In some corners, the Kenney government has been accused of going too far. It faces a lawsuit from a conservative legal organization over its lockdown provisions, for example, and there have been rallies with hundreds of participants decrying mask laws and the effects of shutdowns on the economy.
Polling from mid- November, done right after the introduction of restrictions that stopped short of banning gatherings and mandating masks, showed that 51 per cent of Albertans felt they didn’t go far enough. But, crucially, 29 per cent thought the government got it about right, and 13 per cent felt they had gone too far.
“Everybody will have a chance to do a full retrospective next year when we’re finally past this terrible time and we’ll be happy to take on objective criticism about what we could’ve done better all throughout the pandemic,” said Kenney.

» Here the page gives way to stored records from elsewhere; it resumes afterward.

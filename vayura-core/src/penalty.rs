//! Penalty curves
//!
//! A penalty factor is a multiplier $\geq 1$ applied to the base oxygen demand to
//! represent a degraded environmental condition. Each factor is described by a
//! small data table rather than branching logic: an ordered list of contiguous
//! bands, each carrying the factor at its lower and upper bound.
//!
//! $$f(x) = f_{start} + (f_{end} - f_{start}) \cdot \frac{x - x_{lower}}{x_{upper} - x_{lower}}$$
//!
//! for the band containing $x$. A band with $f_{start} = f_{end}$ is a flat step,
//! so EPA-style categories and continuous ramps share the same representation.
//!
//! # Boundaries
//!
//! Bands are upper-inclusive: a value sitting exactly on a shared boundary is
//! evaluated in the lower band. Values below the first band take the first
//! band's start factor and values above the last band take its end factor.

use crate::errors::{CalculatorError, CalculatorResult};
use serde::{Deserialize, Serialize};

/// Direction in which a curve's factor moves as its input grows.
#[derive(Debug, Clone, Copy, PartialEq, Eq, Serialize, Deserialize)]
#[serde(rename_all = "lowercase")]
pub enum Trend {
    /// Larger inputs never give a smaller factor (AQI, disaster frequency).
    Increasing,
    /// Larger inputs never give a larger factor (soil quality).
    Decreasing,
}

/// One segment of a penalty curve.
#[derive(Debug, Clone, Copy, PartialEq, Serialize, Deserialize)]
pub struct PenaltyBand {
    /// Lower bound of the band (exclusive, except for the first band)
    pub lower: f64,
    /// Upper bound of the band (inclusive)
    pub upper: f64,
    /// Factor at `lower`
    pub start: f64,
    /// Factor at `upper`
    pub end: f64,
}

impl PenaltyBand {
    /// A band with a constant factor.
    pub const fn step(lower: f64, upper: f64, factor: f64) -> Self {
        Self {
            lower,
            upper,
            start: factor,
            end: factor,
        }
    }

    /// A band interpolating linearly from `start` to `end`.
    pub const fn linear(lower: f64, upper: f64, start: f64, end: f64) -> Self {
        Self {
            lower,
            upper,
            start,
            end,
        }
    }

    fn interpolate(&self, value: f64) -> f64 {
        let width = self.upper - self.lower;
        if width <= 0.0 || self.start == self.end {
            return self.start;
        }
        let fraction = ((value - self.lower) / width).clamp(0.0, 1.0);
        self.start + (self.end - self.start) * fraction
    }
}

/// Piecewise mapping from an environmental index to a penalty factor.
#[derive(Debug, Clone, PartialEq, Serialize, Deserialize)]
pub struct PenaltyCurve {
    pub trend: Trend,
    pub bands: Vec<PenaltyBand>,
}

impl PenaltyCurve {
    pub fn new(trend: Trend, bands: Vec<PenaltyBand>) -> Self {
        Self { trend, bands }
    }

    /// AQI penalty banded by EPA category.
    ///
    /// | AQI       | Category                       | Factor |
    /// |-----------|--------------------------------|--------|
    /// | 0-50      | Good                           | 1.00   |
    /// | 51-100    | Moderate                       | 1.05   |
    /// | 101-150   | Unhealthy for sensitive groups | 1.15   |
    /// | 151-200   | Unhealthy                      | 1.30   |
    /// | 201-300   | Very unhealthy                 | 1.50   |
    /// | 301-500   | Hazardous                      | 1.75   |
    pub fn epa_aqi() -> Self {
        Self::new(
            Trend::Increasing,
            vec![
                PenaltyBand::step(0.0, 50.0, 1.0),
                PenaltyBand::step(50.0, 100.0, 1.05),
                PenaltyBand::step(100.0, 150.0, 1.15),
                PenaltyBand::step(150.0, 200.0, 1.30),
                PenaltyBand::step(200.0, 300.0, 1.50),
                PenaltyBand::step(300.0, 500.0, 1.75),
            ],
        )
    }

    /// Soil degradation penalty, linear from 1.6 at soil quality 0 to 1.0 at 100.
    pub fn soil_degradation() -> Self {
        Self::new(
            Trend::Decreasing,
            vec![PenaltyBand::linear(0.0, 100.0, 1.6, 1.0)],
        )
    }

    /// Disaster loss penalty.
    ///
    /// Flat 1.05 floor up to a frequency score of 2, then ramps through the
    /// moderate (1.15 at 5) and high (1.30 at 8) categories to 1.50 at 10.
    /// Disasters are never assumed fully absent, so a frequency of 0 still
    /// carries the 1.05 floor.
    pub fn disaster_loss() -> Self {
        Self::new(
            Trend::Increasing,
            vec![
                PenaltyBand::step(0.0, 2.0, 1.05),
                PenaltyBand::linear(2.0, 5.0, 1.05, 1.15),
                PenaltyBand::linear(5.0, 8.0, 1.15, 1.30),
                PenaltyBand::linear(8.0, 10.0, 1.30, 1.50),
            ],
        )
    }

    /// Evaluate the factor for `value`.
    pub fn factor(&self, value: f64) -> f64 {
        let (Some(first), Some(last)) = (self.bands.first(), self.bands.last()) else {
            return 1.0;
        };
        if value <= first.lower {
            return first.start;
        }
        self.bands
            .iter()
            .find(|band| value <= band.upper)
            .map(|band| band.interpolate(value))
            .unwrap_or(last.end)
    }

    /// Smallest and largest factor the curve can produce.
    pub fn bounds(&self) -> (f64, f64) {
        self.bands
            .iter()
            .flat_map(|band| [band.start, band.end])
            .fold((f64::INFINITY, f64::NEG_INFINITY), |(lo, hi), f| {
                (lo.min(f), hi.max(f))
            })
    }

    /// Check that the table is non-empty, contiguous, never below 1.0 and
    /// monotonic in its declared trend.
    pub fn validate(&self, name: &str) -> CalculatorResult<()> {
        if self.bands.is_empty() {
            return Err(CalculatorError::invalid_parameter(
                name,
                "penalty curve has no bands",
            ));
        }

        let ordered = |a: f64, b: f64| match self.trend {
            Trend::Increasing => a <= b,
            Trend::Decreasing => a >= b,
        };

        for (i, band) in self.bands.iter().enumerate() {
            let values = [band.lower, band.upper, band.start, band.end];
            if values.iter().any(|v| !v.is_finite()) {
                return Err(CalculatorError::invalid_parameter(
                    format!("{name}.bands[{i}]"),
                    "band values must be finite",
                ));
            }
            if band.lower >= band.upper {
                return Err(CalculatorError::invalid_parameter(
                    format!("{name}.bands[{i}]"),
                    format!("lower ({}) must be below upper ({})", band.lower, band.upper),
                ));
            }
            if band.start < 1.0 || band.end < 1.0 {
                return Err(CalculatorError::invalid_parameter(
                    format!("{name}.bands[{i}]"),
                    "penalty factors must be >= 1.0",
                ));
            }
            if !ordered(band.start, band.end) {
                return Err(CalculatorError::invalid_parameter(
                    format!("{name}.bands[{i}]"),
                    format!("factor is not {:?} within the band", self.trend),
                ));
            }
        }

        for (i, pair) in self.bands.windows(2).enumerate() {
            let (prev, next) = (&pair[0], &pair[1]);
            if prev.upper != next.lower {
                return Err(CalculatorError::invalid_parameter(
                    format!("{name}.bands[{}]", i + 1),
                    format!(
                        "band starts at {} but the previous band ends at {}",
                        next.lower, prev.upper
                    ),
                ));
            }
            if !ordered(prev.end, next.start) {
                return Err(CalculatorError::invalid_parameter(
                    format!("{name}.bands[{}]", i + 1),
                    format!("factor is not {:?} across the band boundary", self.trend),
                ));
            }
        }

        Ok(())
    }
}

What might happen if the latest round of restrictions doesn’t work isn’t yet clear, though Kenney said “more stringent” measures are a possibility and that the province is considering more support for people to quarantine and isolate.
“I’ve a lot of friends who have lost their life savings, their businesses, their jobs. I try to keep in touch with people who are going through great adversity, to keep it real, and to remember that the burden that falls on people in leadership right now to do everything we can for them,” Kenney said.